* Problem to work on *
Look through the entries below. Say how many lines include "reader", with nothing added.

[Collected data]
* * * *

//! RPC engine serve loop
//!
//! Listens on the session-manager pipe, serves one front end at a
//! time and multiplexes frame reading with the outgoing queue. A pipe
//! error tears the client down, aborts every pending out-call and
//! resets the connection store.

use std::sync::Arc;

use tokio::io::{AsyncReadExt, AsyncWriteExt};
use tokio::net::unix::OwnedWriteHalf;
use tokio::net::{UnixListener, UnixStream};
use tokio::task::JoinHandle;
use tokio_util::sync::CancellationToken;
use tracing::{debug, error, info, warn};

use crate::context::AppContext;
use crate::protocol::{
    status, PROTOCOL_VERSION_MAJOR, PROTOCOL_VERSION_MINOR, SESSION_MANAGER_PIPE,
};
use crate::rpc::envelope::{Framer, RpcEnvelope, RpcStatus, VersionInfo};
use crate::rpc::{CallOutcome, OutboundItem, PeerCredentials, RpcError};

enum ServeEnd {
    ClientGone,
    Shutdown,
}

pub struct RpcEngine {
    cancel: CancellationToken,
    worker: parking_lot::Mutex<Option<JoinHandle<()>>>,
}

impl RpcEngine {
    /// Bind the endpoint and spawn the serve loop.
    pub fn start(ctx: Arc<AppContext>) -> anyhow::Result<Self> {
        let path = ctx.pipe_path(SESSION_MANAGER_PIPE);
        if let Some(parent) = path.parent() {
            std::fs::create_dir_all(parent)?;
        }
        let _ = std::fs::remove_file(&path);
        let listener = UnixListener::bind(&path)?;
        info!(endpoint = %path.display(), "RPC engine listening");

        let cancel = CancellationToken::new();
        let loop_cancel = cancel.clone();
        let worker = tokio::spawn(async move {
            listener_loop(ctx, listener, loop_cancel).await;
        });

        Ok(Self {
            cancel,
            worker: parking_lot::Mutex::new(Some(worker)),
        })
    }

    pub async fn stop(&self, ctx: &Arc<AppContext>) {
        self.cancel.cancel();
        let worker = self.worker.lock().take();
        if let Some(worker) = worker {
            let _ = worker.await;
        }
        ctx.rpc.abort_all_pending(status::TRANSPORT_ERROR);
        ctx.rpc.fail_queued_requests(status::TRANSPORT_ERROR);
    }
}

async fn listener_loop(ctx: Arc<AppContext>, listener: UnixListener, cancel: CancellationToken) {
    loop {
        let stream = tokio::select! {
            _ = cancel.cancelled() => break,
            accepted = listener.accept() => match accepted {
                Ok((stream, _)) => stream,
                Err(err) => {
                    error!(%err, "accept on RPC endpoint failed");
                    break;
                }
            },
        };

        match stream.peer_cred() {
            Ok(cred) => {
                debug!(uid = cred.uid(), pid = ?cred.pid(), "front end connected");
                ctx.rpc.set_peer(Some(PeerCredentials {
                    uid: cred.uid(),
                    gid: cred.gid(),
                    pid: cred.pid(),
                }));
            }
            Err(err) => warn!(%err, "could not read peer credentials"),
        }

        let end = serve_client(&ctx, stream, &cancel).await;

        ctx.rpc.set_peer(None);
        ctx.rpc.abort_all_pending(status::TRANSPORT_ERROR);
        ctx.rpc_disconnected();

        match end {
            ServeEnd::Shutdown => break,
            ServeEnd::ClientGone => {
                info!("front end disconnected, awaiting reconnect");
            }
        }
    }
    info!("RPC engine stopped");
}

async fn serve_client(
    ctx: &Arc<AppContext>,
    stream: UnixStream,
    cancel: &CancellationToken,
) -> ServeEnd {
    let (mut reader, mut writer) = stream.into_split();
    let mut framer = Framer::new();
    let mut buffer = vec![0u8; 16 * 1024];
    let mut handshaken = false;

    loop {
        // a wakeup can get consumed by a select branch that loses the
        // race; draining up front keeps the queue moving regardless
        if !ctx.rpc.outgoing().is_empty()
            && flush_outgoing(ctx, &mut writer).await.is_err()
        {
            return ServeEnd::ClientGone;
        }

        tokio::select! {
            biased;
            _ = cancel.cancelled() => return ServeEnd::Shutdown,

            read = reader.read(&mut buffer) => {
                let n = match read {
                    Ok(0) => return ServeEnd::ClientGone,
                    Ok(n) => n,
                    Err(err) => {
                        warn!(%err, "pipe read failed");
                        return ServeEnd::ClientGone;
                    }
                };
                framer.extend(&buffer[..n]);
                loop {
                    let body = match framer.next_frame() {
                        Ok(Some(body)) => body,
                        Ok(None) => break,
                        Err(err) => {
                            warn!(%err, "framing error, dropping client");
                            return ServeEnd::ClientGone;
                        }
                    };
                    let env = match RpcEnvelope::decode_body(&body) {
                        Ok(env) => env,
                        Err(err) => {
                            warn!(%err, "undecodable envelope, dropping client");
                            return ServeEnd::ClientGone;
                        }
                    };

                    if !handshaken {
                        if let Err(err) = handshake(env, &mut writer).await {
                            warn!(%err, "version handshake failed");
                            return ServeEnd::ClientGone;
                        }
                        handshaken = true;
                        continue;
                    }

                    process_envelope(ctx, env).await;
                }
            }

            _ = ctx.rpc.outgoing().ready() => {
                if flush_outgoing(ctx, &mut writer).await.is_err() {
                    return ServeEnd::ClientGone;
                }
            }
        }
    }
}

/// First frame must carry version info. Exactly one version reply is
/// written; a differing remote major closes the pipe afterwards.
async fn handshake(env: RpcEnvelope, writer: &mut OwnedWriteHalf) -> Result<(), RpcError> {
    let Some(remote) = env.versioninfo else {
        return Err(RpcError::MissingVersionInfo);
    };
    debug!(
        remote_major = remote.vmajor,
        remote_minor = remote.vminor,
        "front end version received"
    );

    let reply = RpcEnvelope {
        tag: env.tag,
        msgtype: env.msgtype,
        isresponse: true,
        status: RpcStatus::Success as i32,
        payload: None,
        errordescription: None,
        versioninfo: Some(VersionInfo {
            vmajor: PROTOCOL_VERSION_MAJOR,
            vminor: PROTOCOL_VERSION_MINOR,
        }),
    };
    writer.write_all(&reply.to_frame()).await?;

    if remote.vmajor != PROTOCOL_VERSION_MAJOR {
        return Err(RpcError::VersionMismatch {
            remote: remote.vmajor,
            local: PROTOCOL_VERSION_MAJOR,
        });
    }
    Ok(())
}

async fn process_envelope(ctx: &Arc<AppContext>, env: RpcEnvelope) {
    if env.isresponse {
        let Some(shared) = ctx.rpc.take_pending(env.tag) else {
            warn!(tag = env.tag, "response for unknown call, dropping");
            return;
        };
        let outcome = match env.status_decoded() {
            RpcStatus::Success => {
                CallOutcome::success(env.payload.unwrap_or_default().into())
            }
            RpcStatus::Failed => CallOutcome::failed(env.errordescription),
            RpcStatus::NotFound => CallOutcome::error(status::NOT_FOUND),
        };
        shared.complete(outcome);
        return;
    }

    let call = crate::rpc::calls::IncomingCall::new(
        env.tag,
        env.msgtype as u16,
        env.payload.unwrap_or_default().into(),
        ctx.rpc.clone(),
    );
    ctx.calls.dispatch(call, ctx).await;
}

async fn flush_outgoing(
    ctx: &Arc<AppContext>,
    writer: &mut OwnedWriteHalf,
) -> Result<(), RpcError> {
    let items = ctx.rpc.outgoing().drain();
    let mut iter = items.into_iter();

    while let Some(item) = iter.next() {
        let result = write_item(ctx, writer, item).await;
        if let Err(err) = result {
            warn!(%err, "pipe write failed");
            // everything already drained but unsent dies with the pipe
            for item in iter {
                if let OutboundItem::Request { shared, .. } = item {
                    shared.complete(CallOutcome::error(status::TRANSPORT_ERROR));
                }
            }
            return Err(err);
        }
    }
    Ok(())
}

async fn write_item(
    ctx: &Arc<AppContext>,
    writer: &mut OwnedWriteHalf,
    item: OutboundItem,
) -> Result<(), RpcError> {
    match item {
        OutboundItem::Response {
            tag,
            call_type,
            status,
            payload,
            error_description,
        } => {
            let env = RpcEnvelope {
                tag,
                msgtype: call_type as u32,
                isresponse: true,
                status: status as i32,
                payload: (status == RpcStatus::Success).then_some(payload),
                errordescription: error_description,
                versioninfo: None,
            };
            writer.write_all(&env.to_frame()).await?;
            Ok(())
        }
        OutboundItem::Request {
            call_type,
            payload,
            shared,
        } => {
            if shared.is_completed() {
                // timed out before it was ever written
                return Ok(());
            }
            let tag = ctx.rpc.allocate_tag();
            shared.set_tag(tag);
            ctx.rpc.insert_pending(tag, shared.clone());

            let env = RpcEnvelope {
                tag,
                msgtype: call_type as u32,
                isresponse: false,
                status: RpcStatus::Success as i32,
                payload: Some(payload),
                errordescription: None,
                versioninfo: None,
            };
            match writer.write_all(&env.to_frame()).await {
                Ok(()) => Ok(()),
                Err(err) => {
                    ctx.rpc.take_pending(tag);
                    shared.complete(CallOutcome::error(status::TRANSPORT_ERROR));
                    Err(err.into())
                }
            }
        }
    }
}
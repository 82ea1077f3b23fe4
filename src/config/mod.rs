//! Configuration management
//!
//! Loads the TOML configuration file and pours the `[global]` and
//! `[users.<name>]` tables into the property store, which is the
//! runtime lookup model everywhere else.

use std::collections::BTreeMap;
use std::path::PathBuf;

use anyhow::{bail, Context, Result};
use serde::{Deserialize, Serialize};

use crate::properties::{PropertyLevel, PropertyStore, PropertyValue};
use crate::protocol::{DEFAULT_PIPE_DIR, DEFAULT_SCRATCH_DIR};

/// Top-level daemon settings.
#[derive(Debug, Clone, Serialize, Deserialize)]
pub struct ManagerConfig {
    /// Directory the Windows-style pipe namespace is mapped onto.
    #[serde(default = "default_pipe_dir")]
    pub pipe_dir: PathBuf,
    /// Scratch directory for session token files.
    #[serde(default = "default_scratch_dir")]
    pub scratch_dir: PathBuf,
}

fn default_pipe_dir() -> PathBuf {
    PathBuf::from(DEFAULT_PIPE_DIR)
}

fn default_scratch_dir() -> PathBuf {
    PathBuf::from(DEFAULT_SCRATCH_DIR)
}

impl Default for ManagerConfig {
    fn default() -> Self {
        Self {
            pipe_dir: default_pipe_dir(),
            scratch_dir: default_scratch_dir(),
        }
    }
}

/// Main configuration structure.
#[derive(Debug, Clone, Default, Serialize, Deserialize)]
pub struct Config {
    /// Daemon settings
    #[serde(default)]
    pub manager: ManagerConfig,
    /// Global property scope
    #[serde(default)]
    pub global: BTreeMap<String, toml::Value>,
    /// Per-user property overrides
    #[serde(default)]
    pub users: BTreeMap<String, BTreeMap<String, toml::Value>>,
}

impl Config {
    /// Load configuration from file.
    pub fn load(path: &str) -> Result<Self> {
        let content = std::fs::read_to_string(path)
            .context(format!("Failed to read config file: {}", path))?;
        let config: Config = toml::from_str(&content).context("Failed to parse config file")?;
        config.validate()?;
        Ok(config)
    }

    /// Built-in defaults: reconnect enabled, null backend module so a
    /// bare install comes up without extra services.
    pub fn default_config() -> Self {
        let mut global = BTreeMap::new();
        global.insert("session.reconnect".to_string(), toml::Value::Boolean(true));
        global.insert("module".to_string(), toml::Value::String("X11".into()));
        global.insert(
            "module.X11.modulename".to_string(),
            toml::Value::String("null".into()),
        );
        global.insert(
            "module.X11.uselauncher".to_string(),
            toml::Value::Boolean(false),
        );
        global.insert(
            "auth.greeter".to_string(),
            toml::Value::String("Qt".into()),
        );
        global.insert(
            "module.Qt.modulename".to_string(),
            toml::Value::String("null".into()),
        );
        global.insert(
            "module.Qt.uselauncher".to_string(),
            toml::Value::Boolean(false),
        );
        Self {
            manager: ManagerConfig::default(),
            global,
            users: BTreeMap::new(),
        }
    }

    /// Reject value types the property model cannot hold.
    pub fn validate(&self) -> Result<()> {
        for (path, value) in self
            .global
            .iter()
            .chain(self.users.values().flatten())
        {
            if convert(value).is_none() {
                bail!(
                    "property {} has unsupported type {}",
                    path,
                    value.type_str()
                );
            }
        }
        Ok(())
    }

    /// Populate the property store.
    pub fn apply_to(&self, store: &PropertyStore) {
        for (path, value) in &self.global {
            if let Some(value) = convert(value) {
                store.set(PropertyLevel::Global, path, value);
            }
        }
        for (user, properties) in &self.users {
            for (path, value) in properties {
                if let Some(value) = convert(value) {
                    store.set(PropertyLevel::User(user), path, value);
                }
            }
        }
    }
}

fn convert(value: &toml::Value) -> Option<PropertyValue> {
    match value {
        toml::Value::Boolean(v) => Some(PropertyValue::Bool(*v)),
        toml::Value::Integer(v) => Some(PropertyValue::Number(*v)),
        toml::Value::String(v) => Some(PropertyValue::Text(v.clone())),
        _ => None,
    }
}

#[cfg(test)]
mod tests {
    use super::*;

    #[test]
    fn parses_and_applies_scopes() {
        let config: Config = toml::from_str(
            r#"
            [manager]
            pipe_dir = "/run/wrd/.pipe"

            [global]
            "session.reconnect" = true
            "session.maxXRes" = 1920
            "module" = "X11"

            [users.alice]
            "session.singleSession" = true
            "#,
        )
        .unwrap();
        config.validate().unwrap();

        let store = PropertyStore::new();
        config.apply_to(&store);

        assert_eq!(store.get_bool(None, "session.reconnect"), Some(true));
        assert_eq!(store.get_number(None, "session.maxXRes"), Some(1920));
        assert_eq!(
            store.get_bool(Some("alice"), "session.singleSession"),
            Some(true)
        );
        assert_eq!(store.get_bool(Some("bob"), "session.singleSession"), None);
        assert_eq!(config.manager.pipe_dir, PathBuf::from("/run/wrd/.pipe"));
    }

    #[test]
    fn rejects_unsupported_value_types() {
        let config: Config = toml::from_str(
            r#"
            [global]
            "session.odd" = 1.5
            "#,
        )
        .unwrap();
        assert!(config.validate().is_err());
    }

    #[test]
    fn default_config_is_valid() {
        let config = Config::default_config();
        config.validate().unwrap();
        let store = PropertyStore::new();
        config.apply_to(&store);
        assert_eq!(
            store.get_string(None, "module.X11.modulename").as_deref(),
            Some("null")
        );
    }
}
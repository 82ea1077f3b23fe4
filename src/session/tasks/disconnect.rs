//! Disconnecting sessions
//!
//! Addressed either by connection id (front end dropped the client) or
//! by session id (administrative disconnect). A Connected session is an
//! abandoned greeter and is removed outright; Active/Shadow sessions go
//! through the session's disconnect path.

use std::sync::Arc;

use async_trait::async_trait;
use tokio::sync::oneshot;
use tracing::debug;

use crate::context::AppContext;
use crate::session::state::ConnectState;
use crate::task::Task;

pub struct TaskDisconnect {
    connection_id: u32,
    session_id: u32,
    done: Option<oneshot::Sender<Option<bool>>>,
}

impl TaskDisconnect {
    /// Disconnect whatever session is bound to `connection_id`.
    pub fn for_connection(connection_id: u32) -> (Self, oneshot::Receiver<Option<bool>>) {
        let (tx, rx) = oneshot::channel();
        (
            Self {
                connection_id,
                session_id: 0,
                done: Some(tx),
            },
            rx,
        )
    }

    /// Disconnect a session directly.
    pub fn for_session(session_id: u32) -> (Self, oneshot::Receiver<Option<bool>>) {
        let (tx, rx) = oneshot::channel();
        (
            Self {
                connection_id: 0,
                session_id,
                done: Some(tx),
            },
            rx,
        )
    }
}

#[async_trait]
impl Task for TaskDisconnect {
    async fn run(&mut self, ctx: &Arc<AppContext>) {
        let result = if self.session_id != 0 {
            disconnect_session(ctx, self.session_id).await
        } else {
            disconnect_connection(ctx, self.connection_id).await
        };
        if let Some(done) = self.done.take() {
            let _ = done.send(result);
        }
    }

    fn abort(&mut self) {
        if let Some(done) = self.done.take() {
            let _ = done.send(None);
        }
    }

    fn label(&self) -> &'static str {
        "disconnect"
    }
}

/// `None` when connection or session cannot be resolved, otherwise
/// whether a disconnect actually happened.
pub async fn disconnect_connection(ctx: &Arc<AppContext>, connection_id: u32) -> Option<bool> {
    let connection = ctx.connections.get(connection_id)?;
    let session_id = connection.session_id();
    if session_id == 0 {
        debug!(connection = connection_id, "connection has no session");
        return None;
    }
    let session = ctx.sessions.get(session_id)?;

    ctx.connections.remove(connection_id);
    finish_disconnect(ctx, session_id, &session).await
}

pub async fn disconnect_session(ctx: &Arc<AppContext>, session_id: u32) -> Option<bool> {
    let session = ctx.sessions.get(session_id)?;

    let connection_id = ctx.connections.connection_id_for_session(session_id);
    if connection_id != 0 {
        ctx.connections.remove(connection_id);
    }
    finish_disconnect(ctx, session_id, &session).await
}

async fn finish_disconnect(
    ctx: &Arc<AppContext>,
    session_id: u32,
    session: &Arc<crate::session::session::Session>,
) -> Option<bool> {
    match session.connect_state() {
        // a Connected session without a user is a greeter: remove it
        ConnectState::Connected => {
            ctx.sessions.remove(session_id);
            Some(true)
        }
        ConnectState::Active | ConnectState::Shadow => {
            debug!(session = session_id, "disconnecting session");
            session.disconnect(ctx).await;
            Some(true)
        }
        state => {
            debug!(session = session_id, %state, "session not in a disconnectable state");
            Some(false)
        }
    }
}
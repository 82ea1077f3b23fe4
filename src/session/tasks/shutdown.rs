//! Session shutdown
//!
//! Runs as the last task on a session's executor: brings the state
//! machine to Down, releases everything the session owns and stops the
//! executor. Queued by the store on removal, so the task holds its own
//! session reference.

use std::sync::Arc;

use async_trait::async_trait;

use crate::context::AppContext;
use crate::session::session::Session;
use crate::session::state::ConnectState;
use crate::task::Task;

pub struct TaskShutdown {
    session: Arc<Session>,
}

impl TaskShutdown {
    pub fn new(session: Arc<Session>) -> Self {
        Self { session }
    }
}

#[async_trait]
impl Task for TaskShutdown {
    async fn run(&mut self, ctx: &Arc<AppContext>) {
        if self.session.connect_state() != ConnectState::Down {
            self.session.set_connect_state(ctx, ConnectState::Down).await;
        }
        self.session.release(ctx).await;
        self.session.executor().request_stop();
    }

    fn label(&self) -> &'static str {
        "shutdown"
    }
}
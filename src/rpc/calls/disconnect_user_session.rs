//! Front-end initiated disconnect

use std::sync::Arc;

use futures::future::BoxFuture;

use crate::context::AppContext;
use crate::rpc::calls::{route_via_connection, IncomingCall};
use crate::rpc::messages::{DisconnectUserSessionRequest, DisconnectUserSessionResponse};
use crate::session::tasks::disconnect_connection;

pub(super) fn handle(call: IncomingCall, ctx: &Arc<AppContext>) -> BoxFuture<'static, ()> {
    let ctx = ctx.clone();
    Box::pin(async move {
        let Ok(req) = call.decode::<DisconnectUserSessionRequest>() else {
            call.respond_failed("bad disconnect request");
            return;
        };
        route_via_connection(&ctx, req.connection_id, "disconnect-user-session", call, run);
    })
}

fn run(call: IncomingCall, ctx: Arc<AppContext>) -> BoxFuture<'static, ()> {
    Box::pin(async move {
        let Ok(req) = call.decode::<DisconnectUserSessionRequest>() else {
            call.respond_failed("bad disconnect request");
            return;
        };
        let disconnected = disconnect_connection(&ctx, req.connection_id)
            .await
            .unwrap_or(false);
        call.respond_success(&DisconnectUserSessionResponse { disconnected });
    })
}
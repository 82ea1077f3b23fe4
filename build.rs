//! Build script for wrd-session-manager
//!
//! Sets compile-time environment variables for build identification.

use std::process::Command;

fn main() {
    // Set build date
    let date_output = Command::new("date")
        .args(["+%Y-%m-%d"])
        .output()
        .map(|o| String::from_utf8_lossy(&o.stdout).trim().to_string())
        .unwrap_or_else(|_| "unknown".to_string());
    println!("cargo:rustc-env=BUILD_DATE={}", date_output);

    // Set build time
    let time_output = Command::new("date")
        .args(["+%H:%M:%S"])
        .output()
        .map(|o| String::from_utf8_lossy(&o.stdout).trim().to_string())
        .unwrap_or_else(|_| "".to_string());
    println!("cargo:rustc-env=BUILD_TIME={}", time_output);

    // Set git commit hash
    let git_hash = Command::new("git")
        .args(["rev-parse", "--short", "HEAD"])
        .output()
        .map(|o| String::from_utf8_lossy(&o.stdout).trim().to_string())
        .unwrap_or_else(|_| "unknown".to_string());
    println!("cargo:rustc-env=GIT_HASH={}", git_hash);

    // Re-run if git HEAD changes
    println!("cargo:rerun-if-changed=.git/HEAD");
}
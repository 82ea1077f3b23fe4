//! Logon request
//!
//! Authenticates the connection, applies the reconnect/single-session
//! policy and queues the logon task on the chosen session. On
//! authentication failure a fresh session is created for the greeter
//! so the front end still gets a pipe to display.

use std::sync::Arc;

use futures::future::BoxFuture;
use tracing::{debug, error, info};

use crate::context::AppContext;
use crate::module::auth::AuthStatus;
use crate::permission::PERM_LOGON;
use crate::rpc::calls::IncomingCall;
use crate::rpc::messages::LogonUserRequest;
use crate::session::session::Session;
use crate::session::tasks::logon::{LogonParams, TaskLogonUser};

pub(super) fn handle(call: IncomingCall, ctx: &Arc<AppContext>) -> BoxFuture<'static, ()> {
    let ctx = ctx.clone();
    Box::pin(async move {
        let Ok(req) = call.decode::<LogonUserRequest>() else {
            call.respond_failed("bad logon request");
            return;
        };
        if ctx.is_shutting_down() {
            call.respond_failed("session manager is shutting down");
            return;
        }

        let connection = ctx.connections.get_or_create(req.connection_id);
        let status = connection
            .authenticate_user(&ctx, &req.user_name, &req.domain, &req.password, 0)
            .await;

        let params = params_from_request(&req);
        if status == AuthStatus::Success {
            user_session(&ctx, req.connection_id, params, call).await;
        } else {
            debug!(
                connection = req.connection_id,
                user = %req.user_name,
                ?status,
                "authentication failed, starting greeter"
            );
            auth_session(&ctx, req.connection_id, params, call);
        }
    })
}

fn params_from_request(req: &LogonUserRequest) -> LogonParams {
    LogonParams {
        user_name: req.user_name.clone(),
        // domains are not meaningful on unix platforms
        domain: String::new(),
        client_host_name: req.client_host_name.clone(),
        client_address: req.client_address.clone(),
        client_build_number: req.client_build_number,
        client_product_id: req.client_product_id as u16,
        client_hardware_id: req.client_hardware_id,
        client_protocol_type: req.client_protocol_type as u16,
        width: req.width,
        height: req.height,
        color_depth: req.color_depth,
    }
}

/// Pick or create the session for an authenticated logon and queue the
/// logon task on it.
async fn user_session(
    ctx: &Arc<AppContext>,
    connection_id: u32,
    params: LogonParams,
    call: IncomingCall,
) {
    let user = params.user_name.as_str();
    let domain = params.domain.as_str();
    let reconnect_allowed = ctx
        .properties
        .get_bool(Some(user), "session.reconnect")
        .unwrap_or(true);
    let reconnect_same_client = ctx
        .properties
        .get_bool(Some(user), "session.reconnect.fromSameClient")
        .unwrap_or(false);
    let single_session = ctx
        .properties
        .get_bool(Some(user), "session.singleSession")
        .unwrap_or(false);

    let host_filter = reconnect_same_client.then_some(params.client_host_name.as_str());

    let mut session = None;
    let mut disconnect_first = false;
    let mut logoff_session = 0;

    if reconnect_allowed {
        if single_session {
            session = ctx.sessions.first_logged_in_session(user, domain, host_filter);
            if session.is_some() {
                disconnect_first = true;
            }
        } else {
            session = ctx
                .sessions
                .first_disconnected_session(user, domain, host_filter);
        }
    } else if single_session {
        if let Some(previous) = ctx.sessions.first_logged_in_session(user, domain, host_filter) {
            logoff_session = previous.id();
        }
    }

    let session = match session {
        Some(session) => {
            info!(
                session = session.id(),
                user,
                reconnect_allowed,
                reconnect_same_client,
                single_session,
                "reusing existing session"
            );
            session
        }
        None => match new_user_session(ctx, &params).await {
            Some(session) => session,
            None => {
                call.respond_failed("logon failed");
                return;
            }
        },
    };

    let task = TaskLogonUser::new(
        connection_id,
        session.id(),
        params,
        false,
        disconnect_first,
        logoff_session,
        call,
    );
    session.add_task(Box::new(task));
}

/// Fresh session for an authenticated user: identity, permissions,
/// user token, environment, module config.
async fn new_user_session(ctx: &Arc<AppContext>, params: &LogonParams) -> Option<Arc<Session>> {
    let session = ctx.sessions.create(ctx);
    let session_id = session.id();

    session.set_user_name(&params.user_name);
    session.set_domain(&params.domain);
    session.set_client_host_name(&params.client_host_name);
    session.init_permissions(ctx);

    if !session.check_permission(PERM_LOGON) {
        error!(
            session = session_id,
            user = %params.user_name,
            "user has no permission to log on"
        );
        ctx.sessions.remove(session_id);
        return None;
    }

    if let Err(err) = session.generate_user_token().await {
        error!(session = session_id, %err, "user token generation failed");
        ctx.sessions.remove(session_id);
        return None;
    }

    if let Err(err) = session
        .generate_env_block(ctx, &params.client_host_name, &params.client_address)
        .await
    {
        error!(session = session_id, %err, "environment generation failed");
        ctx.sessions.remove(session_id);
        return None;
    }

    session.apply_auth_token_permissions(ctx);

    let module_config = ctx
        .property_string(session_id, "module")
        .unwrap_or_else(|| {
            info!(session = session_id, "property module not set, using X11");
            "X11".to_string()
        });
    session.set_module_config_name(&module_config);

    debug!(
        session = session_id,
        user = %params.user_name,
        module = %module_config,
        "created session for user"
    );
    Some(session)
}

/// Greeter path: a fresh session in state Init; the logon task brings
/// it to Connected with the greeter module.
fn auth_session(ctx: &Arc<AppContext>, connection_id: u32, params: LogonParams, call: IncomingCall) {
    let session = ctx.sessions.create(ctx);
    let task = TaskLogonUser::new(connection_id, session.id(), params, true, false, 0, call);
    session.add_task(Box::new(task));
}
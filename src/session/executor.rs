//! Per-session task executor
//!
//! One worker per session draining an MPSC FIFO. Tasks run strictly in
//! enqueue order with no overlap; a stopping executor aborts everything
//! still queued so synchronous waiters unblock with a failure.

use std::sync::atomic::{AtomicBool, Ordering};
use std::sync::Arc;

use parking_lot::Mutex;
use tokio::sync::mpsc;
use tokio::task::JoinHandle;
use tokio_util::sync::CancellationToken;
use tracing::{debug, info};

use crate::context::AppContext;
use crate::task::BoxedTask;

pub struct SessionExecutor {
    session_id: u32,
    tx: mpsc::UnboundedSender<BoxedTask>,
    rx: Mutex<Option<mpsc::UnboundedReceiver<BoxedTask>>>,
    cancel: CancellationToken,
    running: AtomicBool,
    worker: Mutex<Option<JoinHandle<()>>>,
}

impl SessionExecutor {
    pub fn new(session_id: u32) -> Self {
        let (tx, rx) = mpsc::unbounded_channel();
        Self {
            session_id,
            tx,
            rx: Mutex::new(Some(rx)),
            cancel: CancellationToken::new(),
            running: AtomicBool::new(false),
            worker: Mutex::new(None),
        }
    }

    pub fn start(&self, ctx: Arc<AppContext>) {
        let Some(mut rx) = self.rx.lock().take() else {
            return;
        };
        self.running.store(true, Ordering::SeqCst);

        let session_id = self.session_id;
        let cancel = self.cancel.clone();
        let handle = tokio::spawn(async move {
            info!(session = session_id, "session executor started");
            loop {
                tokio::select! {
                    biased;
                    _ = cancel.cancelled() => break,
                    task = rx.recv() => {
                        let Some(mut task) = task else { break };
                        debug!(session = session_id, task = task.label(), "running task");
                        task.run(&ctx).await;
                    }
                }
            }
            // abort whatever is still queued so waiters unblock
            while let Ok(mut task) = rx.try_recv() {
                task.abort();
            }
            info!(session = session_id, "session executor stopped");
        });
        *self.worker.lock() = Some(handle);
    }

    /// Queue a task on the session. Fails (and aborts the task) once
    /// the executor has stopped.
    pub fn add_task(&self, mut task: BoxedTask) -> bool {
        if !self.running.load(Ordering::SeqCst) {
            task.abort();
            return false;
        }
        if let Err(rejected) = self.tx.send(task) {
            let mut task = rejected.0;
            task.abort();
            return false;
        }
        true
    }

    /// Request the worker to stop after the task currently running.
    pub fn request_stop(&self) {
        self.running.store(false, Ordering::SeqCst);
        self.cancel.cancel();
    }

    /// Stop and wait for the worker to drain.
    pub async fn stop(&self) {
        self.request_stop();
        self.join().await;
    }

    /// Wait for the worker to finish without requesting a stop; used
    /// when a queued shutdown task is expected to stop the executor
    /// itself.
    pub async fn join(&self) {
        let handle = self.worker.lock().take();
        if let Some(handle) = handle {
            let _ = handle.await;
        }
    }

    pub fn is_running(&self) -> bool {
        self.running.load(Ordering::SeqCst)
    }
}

* * * *

* Result for this exercise *
2